This entry is part 11 of 19 in the series Morning Porch Poems: Summer 2015


(Magellan’s Cross and Basilica del Santo Niño, Cebu)

A part for the whole, the whole for the part:
one reason we collect souvenirs, make gifts,
bring proof of states we’ve passed through

and survived. The reason we wrap and tuck
in tissue, fold away in plastic or in chests
with cedar chips before it’s even clear

why, or what it is we’re saving— That day,
for instance, lining up with other pilgrims
at the shrine, a hot wind blowing through

the cupola from the sea; and the native women
clad in broadcloth skirts of brown and yellow
swayed their hips in the sinulog, and chanted

prayers into which they’d braided our names—
safe travels, good health, love, luck, wealth—
the usual pleas the faithful might bring

before any deity. A couple of fifty
peso bills, and they pressed into our hands
a clutch of candles: blue, green, yellow,

some of which we could light and fix
atop the marble base beneath Magellan’s Cross,
the rest to take with us on our return. A plaque

affixed there told me this tindalo wood
that people stroked with reverent fingers
was not the cross itself the explorer planted

on the beach in 1521, perhaps more grateful
for the end of that wretched sea-voyage
than for the complex details of conquest

to follow— but that he did not actually
live to see unfold. The artifact itself lay
inside the wood, as a violin might nestle

darkly in its case, preventing the overzealous
from chipping off pieces, splintery tickets
to the miraculous.

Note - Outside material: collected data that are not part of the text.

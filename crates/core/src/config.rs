//! Board configuration checks.

use crate::error::ConfigError;
use crate::fruit::Bounds;
use crate::types::{GameConfig, MAX_BOARD_CELLS};

/// Check that a configuration describes a playable board.
///
/// The board must be cell-aligned, between three (so the center cell is not
/// lethal) and [`MAX_BOARD_CELLS`] cells on each axis, and leave at least two
/// cells for fruit.
pub fn validate(config: &GameConfig) -> Result<(), ConfigError> {
    let cell_size = config.cell_size;
    if cell_size <= 0 {
        return Err(ConfigError::NonPositiveCell(cell_size));
    }
    if config.spawn_margin < 0 {
        return Err(ConfigError::NegativeMargin(config.spawn_margin));
    }
    if config.speed == 0 {
        return Err(ConfigError::ZeroSpeed);
    }
    if config.width % cell_size != 0 || config.height % cell_size != 0 {
        return Err(ConfigError::Misaligned {
            width: config.width,
            height: config.height,
            cell_size,
        });
    }

    let too_small = ConfigError::TooSmall {
        width: config.width,
        height: config.height,
        cell_size,
        margin: config.spawn_margin,
    };
    if config.columns() < 3 || config.rows() < 3 {
        return Err(too_small);
    }
    if config.columns() > MAX_BOARD_CELLS || config.rows() > MAX_BOARD_CELLS {
        return Err(ConfigError::TooLarge {
            columns: config.columns(),
            rows: config.rows(),
            max: MAX_BOARD_CELLS,
        });
    }
    if Bounds::from_config(config).capacity() < 2 {
        return Err(too_small);
    }

    Ok(())
}

#[cfg(test)]
mod tests {
    use super::*;

    #[test]
    fn test_default_config_is_valid() {
        assert_eq!(validate(&GameConfig::default()), Ok(()));
    }

    #[test]
    fn test_rejects_bad_cell_size() {
        let config = GameConfig::with_board(300, 200, 0);
        assert_eq!(validate(&config), Err(ConfigError::NonPositiveCell(0)));
    }

    #[test]
    fn test_rejects_misaligned_board() {
        let config = GameConfig::with_board(305, 200, 10);
        assert!(matches!(
            validate(&config),
            Err(ConfigError::Misaligned { .. })
        ));
    }

    #[test]
    fn test_rejects_tiny_board() {
        // 3x3 cells with a one-cell margin leaves a single placeable cell.
        let config = GameConfig::with_board(30, 30, 10);
        assert!(matches!(validate(&config), Err(ConfigError::TooSmall { .. })));

        let config = GameConfig::with_board(40, 30, 10);
        assert_eq!(validate(&config), Ok(()));
    }

    #[test]
    fn test_rejects_oversized_board() {
        let config = GameConfig::with_board(400_000, 100, 10);
        assert_eq!(
            validate(&config),
            Err(ConfigError::TooLarge {
                columns: 40_000,
                rows: 10,
                max: MAX_BOARD_CELLS,
            })
        );

        let config = GameConfig::with_board(MAX_BOARD_CELLS * 10, MAX_BOARD_CELLS * 10, 10);
        assert_eq!(validate(&config), Ok(()));
    }

    #[test]
    fn test_rejects_zero_speed() {
        let mut config = GameConfig::default();
        config.speed = 0;
        assert_eq!(validate(&config), Err(ConfigError::ZeroSpeed));
    }
}
//! Scene-aware mapping from raw events to intents.

use crate::map::{key_intent, RawEvent};
use crate::types::{Intent, Position, Rect, Scene};

/// Turns raw events into intents and tracks play-button hover.
#[derive(Debug, Clone)]
pub struct InputMapper {
    play_button: Rect,
    pointer: Option<Position>,
    hovered: bool,
}

impl InputMapper {
    pub fn new(play_button: Rect) -> Self {
        Self {
            play_button,
            pointer: None,
            hovered: false,
        }
    }

    /// Whether the pointer is over the play button.
    pub fn hovered(&self) -> bool {
        self.hovered
    }

    /// Recompute hover from the last known pointer position. Call once per frame.
    pub fn begin_frame(&mut self) {
        self.hovered = self
            .pointer
            .map(|p| self.play_button.contains(p))
            .unwrap_or(false);
    }

    /// Map one event. Pointer presses only activate the play button on the
    /// start screen, and only while it is hovered.
    pub fn map(&mut self, event: RawEvent, scene: Scene) -> Option<Intent> {
        match event {
            RawEvent::Quit => Some(Intent::Quit),
            RawEvent::KeyDown(code) => key_intent(code, scene),
            RawEvent::PointerMotion(p) => {
                self.pointer = Some(p);
                self.begin_frame();
                None
            }
            RawEvent::PointerDown(p) => {
                self.pointer = Some(p);
                self.begin_frame();
                if scene == Scene::Start && self.hovered {
                    Some(Intent::Play)
                } else {
                    None
                }
            }
            RawEvent::TimerFired(id) => Some(Intent::Timer(id)),
        }
    }
}
//! Engine: the frame loop and its collaborators.
//!
//! [`Engine`] owns a [`tui_snake_core::GameState`] and the host-side pieces
//! the core must not know about: the input mapper, the blink timer, audio and
//! high score persistence. Hosts feed it raw input once per frame, render its
//! snapshot and pace with a [`Clock`].

pub mod audio;
pub mod clock;
pub mod config;
pub mod engine;
pub mod ports;
pub mod store;

pub use tui_snake_types as types;

pub use audio::{BellAudio, NullAudio};
pub use clock::{FixedClock, FrameClock};
pub use config::{AudioMode, RuntimeConfig};
pub use engine::{Engine, FrameStatus};
pub use ports::{AudioSink, Clock, HighscoreStore};
pub use store::{JsonFileStore, MemoryStore, StoreError};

A courtyard away,

inside the Basilica, longer lines snaked through
stone-paved hallways for the chance to look
into the glass case holding the image

of the child Jesus: robed in blood-red velvet
and embellished with gold, Magellan’s gift
to Rajah Humabon’s wife after the pair

were baptized and made to pledge allegiance
to the Spanish crown. Four decades and another
expedition later, Miguel López de Legazpi torched

the villages where he claimed the natives
had grown hostile; a soldier supposedly found
the image intact in a charred wooden box,

though fisherfolk were in the habit
of telling other stories— the kinds in which
holy statues abandoned their altars at night

and traveled through the countryside,
dipping bare feet and hems of garments
in the mud to come to the aid of the poor

and ailing. How could transcendence
newly spring in a stricken world where
mystery has been traded for chance,

politicians’ promises, cheap knockoffs?
Awaiting our turn, it was unnerving
to observe so many devotees

rap almost violently with their hands,
with their knuckles, on the glass
that kept the idol in its separate,

airless space— Some sobbed, some wept quietly;
all of them cried Pit Senyor! Pit Senyor!
before dropping a coin into the box.


In response to an entry from the Morning Porch.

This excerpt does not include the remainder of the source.